═══ Entries shown ═══
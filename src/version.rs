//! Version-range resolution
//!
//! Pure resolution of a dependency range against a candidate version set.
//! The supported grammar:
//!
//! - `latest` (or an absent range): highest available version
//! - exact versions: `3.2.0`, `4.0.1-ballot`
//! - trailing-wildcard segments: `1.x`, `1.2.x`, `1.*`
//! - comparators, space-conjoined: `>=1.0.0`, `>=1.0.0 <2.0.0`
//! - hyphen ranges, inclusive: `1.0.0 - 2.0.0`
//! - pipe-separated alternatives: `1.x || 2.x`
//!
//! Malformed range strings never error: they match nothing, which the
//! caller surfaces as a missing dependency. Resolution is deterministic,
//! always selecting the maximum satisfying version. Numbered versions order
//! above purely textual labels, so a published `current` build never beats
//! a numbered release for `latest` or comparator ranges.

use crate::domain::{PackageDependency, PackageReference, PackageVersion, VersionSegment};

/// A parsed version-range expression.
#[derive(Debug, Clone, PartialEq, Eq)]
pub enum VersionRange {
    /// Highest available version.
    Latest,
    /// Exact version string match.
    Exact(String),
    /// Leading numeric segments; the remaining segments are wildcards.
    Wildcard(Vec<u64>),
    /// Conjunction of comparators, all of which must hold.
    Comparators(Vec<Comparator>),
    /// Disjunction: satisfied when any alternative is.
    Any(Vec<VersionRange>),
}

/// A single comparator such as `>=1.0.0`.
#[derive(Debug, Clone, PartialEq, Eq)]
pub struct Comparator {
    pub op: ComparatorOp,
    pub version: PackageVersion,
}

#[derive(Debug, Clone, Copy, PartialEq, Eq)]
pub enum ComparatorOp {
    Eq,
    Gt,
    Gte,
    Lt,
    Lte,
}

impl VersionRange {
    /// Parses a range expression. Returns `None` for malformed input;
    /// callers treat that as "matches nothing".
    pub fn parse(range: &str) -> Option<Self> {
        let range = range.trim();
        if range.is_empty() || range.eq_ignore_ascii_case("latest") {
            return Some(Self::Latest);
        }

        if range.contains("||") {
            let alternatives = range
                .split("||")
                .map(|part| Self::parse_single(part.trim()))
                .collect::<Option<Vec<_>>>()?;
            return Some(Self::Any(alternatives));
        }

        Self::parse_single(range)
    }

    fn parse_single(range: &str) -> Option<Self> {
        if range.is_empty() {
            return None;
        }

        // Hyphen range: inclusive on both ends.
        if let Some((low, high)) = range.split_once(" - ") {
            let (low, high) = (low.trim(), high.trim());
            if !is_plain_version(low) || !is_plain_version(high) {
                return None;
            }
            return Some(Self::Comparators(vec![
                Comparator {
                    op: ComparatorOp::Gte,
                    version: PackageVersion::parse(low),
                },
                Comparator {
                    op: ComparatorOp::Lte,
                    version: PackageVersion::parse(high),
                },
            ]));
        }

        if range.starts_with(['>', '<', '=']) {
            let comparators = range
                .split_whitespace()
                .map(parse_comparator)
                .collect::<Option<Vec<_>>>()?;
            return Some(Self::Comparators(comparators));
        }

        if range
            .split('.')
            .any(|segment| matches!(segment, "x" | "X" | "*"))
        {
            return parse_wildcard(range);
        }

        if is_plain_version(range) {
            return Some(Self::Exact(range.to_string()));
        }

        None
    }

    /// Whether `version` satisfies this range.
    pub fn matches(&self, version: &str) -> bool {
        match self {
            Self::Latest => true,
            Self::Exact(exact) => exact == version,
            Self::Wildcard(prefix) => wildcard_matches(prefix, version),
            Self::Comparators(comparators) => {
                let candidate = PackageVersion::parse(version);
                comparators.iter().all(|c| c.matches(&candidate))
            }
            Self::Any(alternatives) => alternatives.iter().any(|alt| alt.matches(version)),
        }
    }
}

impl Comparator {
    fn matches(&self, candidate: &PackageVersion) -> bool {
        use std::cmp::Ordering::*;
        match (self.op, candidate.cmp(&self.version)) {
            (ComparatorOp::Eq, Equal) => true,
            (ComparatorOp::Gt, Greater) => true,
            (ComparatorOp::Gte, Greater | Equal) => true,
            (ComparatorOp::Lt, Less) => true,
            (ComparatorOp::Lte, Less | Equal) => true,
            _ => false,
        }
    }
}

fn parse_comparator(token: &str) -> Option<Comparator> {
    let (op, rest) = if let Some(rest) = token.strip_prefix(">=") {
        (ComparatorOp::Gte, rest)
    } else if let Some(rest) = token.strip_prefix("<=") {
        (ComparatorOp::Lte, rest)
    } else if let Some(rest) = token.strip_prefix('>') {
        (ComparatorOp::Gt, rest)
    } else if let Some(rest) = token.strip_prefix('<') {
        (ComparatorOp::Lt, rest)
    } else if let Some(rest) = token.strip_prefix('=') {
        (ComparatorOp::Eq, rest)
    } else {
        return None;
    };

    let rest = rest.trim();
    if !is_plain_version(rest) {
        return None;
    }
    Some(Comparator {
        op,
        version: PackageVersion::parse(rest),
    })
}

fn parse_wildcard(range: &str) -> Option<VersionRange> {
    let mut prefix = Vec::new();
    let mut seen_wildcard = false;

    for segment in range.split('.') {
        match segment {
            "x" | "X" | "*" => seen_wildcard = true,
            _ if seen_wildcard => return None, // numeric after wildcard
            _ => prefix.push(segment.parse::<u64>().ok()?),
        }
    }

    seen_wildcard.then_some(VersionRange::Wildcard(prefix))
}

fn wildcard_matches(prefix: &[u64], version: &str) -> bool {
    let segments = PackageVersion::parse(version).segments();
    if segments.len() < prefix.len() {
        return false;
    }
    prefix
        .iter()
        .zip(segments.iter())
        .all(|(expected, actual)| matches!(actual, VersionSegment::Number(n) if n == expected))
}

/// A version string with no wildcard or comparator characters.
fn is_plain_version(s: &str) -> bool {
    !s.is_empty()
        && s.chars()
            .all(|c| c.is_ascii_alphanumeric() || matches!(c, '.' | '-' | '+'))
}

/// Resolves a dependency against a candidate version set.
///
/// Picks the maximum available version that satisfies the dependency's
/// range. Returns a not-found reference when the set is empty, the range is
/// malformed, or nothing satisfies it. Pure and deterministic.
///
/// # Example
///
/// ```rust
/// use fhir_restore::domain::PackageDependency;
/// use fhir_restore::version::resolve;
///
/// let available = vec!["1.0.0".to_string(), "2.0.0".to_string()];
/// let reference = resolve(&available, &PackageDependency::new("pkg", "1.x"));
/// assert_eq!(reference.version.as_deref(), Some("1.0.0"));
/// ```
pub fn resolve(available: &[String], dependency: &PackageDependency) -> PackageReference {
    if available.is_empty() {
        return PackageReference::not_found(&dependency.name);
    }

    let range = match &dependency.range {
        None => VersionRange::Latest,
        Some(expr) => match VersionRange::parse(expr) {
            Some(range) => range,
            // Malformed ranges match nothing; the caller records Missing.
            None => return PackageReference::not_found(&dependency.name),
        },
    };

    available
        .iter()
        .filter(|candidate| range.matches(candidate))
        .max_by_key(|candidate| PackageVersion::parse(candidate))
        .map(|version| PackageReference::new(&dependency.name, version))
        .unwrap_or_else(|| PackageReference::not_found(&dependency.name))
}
═══
* Exercise: Locate the word "alternatives" in the records and collect each line it appears in.

* Finished exercise:
//! - pipe-separated alternatives: `1.x || 2.x`
            let alternatives = range
            return Some(Self::Any(alternatives));
            Self::Any(alternatives) => alternatives.iter().any(|alt| alt.matches(version)),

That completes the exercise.